>>>>>

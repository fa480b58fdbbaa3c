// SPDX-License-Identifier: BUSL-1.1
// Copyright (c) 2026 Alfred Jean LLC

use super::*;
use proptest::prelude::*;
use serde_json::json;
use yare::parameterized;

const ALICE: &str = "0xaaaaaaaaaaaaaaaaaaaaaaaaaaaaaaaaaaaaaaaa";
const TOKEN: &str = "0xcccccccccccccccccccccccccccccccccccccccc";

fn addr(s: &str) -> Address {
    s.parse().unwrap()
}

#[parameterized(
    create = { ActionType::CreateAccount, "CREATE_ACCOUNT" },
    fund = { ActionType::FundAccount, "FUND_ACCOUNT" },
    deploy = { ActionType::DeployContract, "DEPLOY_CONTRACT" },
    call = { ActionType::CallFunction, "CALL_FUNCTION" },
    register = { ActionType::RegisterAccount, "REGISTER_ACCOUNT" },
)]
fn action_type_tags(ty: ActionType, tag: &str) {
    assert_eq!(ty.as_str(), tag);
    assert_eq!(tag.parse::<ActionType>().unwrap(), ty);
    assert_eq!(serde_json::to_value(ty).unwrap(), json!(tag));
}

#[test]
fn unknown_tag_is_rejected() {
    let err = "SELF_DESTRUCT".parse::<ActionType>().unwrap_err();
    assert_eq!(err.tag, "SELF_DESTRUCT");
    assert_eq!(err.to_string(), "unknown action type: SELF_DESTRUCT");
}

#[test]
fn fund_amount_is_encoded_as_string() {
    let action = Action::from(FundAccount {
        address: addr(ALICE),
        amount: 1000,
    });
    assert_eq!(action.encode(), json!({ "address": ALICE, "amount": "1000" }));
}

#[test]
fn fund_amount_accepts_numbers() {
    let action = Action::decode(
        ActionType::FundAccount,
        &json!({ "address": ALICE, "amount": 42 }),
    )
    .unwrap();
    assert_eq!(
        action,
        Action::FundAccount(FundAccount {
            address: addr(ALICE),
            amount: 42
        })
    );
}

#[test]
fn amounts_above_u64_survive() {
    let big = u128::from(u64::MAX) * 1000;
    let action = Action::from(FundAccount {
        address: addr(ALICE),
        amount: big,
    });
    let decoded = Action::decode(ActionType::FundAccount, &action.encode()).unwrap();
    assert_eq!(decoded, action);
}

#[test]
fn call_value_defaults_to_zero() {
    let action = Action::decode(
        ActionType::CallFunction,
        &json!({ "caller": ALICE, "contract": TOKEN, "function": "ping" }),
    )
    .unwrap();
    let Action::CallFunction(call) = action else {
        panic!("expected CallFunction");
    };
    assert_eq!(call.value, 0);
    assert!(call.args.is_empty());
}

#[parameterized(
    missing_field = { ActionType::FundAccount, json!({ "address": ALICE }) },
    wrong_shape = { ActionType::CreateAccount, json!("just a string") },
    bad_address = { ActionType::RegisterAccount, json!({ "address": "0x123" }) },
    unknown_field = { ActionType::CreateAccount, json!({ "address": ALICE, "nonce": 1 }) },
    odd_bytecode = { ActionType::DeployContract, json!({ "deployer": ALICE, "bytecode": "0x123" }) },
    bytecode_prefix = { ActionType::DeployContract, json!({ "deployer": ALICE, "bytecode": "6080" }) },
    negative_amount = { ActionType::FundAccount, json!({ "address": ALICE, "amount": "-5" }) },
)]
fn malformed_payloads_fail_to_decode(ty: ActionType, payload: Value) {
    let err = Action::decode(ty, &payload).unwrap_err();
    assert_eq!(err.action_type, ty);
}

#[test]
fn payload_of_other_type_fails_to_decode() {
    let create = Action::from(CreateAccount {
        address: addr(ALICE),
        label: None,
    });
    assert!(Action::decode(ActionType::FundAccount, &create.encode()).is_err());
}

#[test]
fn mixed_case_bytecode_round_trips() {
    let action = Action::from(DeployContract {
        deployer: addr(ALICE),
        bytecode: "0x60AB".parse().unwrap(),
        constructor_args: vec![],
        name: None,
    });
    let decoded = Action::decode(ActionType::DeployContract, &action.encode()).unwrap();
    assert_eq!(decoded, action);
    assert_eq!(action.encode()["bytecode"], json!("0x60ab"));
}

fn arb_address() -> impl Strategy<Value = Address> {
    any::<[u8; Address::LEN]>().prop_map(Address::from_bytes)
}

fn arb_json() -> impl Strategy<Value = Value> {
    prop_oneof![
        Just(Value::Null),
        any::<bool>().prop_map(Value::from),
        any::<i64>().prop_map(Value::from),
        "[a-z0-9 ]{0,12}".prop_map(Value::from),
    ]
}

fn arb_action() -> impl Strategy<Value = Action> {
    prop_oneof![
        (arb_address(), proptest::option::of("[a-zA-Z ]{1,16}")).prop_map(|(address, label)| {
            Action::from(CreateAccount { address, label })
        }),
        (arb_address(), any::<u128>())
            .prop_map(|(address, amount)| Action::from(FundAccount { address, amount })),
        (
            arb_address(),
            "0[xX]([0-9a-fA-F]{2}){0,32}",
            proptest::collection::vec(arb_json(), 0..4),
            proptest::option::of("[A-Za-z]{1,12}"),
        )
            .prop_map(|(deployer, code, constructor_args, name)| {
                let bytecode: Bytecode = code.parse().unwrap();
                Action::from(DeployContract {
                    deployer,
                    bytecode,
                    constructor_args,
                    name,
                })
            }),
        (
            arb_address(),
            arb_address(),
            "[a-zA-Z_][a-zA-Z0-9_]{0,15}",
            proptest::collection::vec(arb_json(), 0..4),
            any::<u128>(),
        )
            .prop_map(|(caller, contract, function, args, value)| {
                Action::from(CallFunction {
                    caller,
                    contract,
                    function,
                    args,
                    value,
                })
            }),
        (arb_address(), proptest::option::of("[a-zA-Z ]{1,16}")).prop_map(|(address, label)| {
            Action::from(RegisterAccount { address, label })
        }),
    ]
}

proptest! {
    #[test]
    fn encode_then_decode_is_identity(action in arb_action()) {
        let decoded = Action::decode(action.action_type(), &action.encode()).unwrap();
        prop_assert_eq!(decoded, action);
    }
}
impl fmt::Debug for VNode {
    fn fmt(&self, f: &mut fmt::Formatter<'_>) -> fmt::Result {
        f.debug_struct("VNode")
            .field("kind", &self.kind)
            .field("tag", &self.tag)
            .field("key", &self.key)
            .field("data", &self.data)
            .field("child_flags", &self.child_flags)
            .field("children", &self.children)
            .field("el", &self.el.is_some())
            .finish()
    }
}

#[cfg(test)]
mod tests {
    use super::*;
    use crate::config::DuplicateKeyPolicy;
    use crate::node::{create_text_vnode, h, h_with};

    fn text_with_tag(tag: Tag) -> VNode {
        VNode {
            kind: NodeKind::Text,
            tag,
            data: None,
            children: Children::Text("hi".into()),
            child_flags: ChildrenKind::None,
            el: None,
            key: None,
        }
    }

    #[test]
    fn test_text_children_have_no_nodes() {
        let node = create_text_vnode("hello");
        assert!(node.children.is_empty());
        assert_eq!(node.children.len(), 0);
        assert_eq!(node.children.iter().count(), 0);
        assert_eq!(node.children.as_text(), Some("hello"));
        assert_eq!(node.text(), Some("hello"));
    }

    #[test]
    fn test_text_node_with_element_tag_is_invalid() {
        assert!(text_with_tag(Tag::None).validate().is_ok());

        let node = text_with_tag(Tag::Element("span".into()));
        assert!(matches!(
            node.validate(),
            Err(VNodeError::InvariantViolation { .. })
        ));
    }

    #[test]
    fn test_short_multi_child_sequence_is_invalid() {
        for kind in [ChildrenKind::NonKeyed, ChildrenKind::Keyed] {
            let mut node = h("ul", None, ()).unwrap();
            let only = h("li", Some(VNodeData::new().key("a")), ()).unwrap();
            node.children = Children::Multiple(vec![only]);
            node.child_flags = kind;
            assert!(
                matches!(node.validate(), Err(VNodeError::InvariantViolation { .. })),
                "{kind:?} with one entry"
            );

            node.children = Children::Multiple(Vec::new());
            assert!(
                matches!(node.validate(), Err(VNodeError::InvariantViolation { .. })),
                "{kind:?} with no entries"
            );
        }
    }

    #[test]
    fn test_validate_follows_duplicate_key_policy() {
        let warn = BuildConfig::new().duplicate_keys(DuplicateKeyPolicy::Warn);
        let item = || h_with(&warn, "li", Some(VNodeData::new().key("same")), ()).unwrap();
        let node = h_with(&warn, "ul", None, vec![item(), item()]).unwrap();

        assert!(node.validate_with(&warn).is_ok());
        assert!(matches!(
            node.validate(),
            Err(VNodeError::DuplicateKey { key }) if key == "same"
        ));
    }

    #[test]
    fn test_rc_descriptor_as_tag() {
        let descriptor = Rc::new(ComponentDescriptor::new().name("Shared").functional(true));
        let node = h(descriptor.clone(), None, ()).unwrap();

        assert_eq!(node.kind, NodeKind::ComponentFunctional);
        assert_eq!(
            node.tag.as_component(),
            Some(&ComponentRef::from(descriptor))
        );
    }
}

<<<<<

Work to be completed
Print the material above verbatim, first line through the line containing "const ALICE: &str", both included.

Answer box
repository fa480b58fdbbaa3c
// SPDX-License-Identifier: BUSL-1.1
// Copyright (c) 2026 Alfred Jean LLC

use super::*;
use proptest::prelude::*;
use serde_json::json;
use yare::parameterized;

const ALICE: &str = "0xaaaaaaaaaaaaaaaaaaaaaaaaaaaaaaaaaaaaaaaa";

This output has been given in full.